A man named Cihan Sezer, who resigned after the abuse he was exposed to at Comdata, confirmed these accounts. The customers themselves are abusive, he said, which is then exacerbated by the abuse of supervisors. They pressure employees to take more and more calls, then “mob” them when they don’t. Accounts were kept of employees’ performance and they were denied bonuses for no clear reason.

When the pandemic happened, all of these employees confirmed, the mobbing did not stop. Sezer said that he was forced to keep his computer camera on at all times for supervisors to watch, and the workload intensified. 

“Now that the workplace and home are intertwined, [employees] are called by the company outside of working hours, and they are asked to respond by mail or in the WhatsApp group,” Sezer said, “Some were even forced into meetings outside of working hours. In short, there is even more victimization now than in our former working environment.”

The employee in Mardin said that when they began working from home, she was forced to sign an agreement that said she would not ask the company for compensation for her electricity or internet. 

Union works to improve conditions

Levent Dokuyucu, chairman of the DİSK Communication Workers’ Union, said that he is looking into the matter and the union considers it to be of the highest importance. A month and a half ago, call center employees were transferred to the communication union, and now, he says, they are working to unveil and better working conditions. 

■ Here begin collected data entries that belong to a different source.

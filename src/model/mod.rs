//! Data models for students and courses.
//!
//! This module defines the core data structures:
//!
//! - [`Student`]: An enrolled person with an ordered list of course references
//! - [`Course`]: A course offering
//! - [`CourseRef`]: A course reference that is either a bare ID or an embedded course
//! - [`FieldUpdate`]: Per-field intent of a partial update (keep, clear, or set)

mod course;
mod student;
mod types;

pub use course::{Course, CoursePatch, NewCourse};
pub use student::{NewStudent, Student, StudentFilter, StudentPatch};
pub use types::{CourseRef, FieldUpdate};
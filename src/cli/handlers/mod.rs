mod init;
mod mutate;
mod query;
mod serve;

pub use init::handle_init;
pub use mutate::handle_mutate;
pub use query::handle_query;
pub use serve::handle_serve;

use std::path::PathBuf;

use anyhow::{Context, Result};

use super::Cli;
use crate::config::CampusConfig;
use crate::graphql::{CampusSchema, build_schema};
use crate::service::CampusService;
use crate::storage::{self, SeedData};

/// Where startup records come from, if anywhere.
enum SeedSource {
    File(PathBuf),
    Demo,
}

/// Common context passed to all command handlers
pub struct CommandContext {
    pub config: CampusConfig,
    pub root: PathBuf,
    seed: Option<SeedSource>,
}

impl CommandContext {
    /// Load configuration and apply command-line overrides.
    pub fn from_cli(cli: &Cli) -> Result<Self> {
        let cwd = std::env::current_dir()?;
        let (mut config, root) = match cli.config {
            Some(ref path) => CampusConfig::load_file(path)
                .with_context(|| format!("Failed to load {}", path.display()))?,
            None => CampusConfig::load_or_default(&cwd)
                .context("Failed to load campus configuration")?,
        };

        if let Some(backend) = cli.store {
            config.store.backend = backend;
        }
        if let Some(ref data_dir) = cli.data_dir {
            config.store.path = data_dir.clone();
        }

        let seed = if cli.demo {
            Some(SeedSource::Demo)
        } else if let Some(ref path) = cli.seed {
            Some(SeedSource::File(path.clone()))
        } else {
            config.seed_path(&root).map(SeedSource::File)
        };

        Ok(Self { config, root, seed })
    }

    /// Open the configured store, seed it if it is empty, and wrap it in a service.
    pub async fn service(&self) -> Result<CampusService> {
        let store = storage::open(&self.config, &self.root).context("Failed to open store")?;
        let service = CampusService::new(store);

        if let Some(ref source) = self.seed {
            let seed = match source {
                SeedSource::Demo => SeedData::demo()?,
                SeedSource::File(path) => SeedData::load(path)
                    .with_context(|| format!("Failed to read seed file {}", path.display()))?,
            };
            let empty = service.get_all_courses().await?.is_empty()
                && service.get_all_students().await?.is_empty();
            if empty {
                seed.apply(service.store()).await?;
            } else {
                tracing::info!("Store already holds records, skipping seed");
            }
        }

        Ok(service)
    }

    pub async fn schema(&self) -> Result<CampusSchema> {
        Ok(build_schema(self.service().await?))
    }
}

/// Execute one GraphQL request in process and print the response as JSON.
async fn execute_and_print(
    schema: CampusSchema,
    document: &str,
    variables: Option<String>,
) -> Result<()> {
    let vars: async_graphql::Variables = match variables {
        Some(v) => serde_json::from_str(&v).context("Variables must be a JSON object")?,
        None => async_graphql::Variables::default(),
    };

    let request = async_graphql::Request::new(document).variables(vars);
    let response = schema.execute(request).await;

    println!("{}", serde_json::to_string_pretty(&response)?);
    if !response.errors.is_empty() {
        anyhow::bail!("GraphQL request returned {} error(s)", response.errors.len());
    }
    Ok(())
}
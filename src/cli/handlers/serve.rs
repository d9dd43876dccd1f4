use anyhow::Result;
use colored::Colorize;

use super::CommandContext;
use crate::graphql::{GRAPHQL_PATH, run_server};

pub fn handle_serve(mut ctx: CommandContext, port: Option<u16>, host: Option<String>) -> Result<()> {
    if let Some(port) = port {
        ctx.config.server.port = port;
    }
    if let Some(host) = host {
        ctx.config.server.host = host;
    }
    let addr = ctx.config.server.socket_addr()?;

    tokio::runtime::Runtime::new()?.block_on(async {
        let schema = ctx.schema().await?;

        println!(
            "{} on http://{}{}",
            "Starting GraphQL server".green(),
            addr,
            GRAPHQL_PATH
        );
        println!("  Store: {:?}", ctx.config.store.backend);

        run_server(schema, addr).await?;
        Ok::<(), anyhow::Error>(())
    })
}
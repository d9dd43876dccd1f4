use super::CampusService;
use crate::error::Result;
use crate::model::{Course, Student, StudentFilter};

impl CampusService {
    pub async fn get_all_students(&self) -> Result<Vec<Student>> {
        self.store.find_students(&StudentFilter::default()).await
    }

    /// Missing IDs yield `None`, never an error.
    pub async fn get_student(&self, id: &str) -> Result<Option<Student>> {
        tracing::debug!(id = %id, "Looking up student");
        self.store.find_student(id).await
    }

    pub async fn get_all_courses(&self) -> Result<Vec<Course>> {
        self.store.find_courses().await
    }

    pub async fn get_course(&self, id: &str) -> Result<Option<Course>> {
        tracing::debug!(id = %id, "Looking up course");
        self.store.find_course(id).await
    }

    /// Students whose major equals `major` ignoring case. Not a substring match.
    pub async fn search_students_by_major(&self, major: &str) -> Result<Vec<Student>> {
        self.store
            .find_students(&StudentFilter::by_major(major))
            .await
    }
}

#[cfg(test)]
mod tests {
    use crate::model::NewStudent;
    use crate::service::test_support::{add_course, add_student, service};

    #[tokio::test]
    async fn test_lookup_missing_is_none() {
        let service = service();
        assert!(service.get_student("1").await.unwrap().is_none());
        assert!(service.get_course("1").await.unwrap().is_none());
    }

    #[tokio::test]
    async fn test_get_all_in_insertion_order() {
        let service = service();
        add_course(&service, "Data Structures", "CS201").await;
        add_course(&service, "Database Systems", "CS301").await;
        let codes: Vec<_> = service
            .get_all_courses()
            .await
            .unwrap()
            .into_iter()
            .map(|c| c.code)
            .collect();
        assert_eq!(codes, vec!["CS201", "CS301"]);
    }

    #[tokio::test]
    async fn test_search_by_major_is_case_insensitive_exact() {
        let service = service();
        for (name, email, major) in [
            ("Ali", "ali@iti.edu", Some("Computer Science")),
            ("Omar", "omar@iti.edu", Some("Computer")),
            ("Fatma", "fatma@iti.edu", None),
        ] {
            service
                .add_student(NewStudent {
                    name: name.to_string(),
                    email: email.to_string(),
                    age: 20,
                    major: major.map(String::from),
                    courses: Vec::new(),
                })
                .await
                .unwrap();
        }

        let found = service
            .search_students_by_major("computer science")
            .await
            .unwrap();
        assert_eq!(found.len(), 1);
        assert_eq!(found[0].name, "Ali");

        assert!(service.search_students_by_major("").await.unwrap().is_empty());
    }

    #[tokio::test]
    async fn test_get_student_returns_stored_values() {
        let service = service();
        let created = add_student(&service, "A", "a@b.co").await;
        let loaded = service.get_student(&created.id).await.unwrap().unwrap();
        assert_eq!(loaded, created);
    }
}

“Mobbing has transformed into physical violence in these companies,” Dokuyucu said, “Our goal is to organize in all call centers. We have also engaged with collective bargaining at Comdata. We haven’t had any trouble with the company so far, but we expect to have trouble when we negotiate the collective agreement. They will try to prevent it.”

Dokuyucu says the union will directly address the violence and abuse in the bargaining process and hope to have the agreement finalized by the end of November.

Comdata refused to comment on this story and told Duvar they “reserved their right to take legal action.”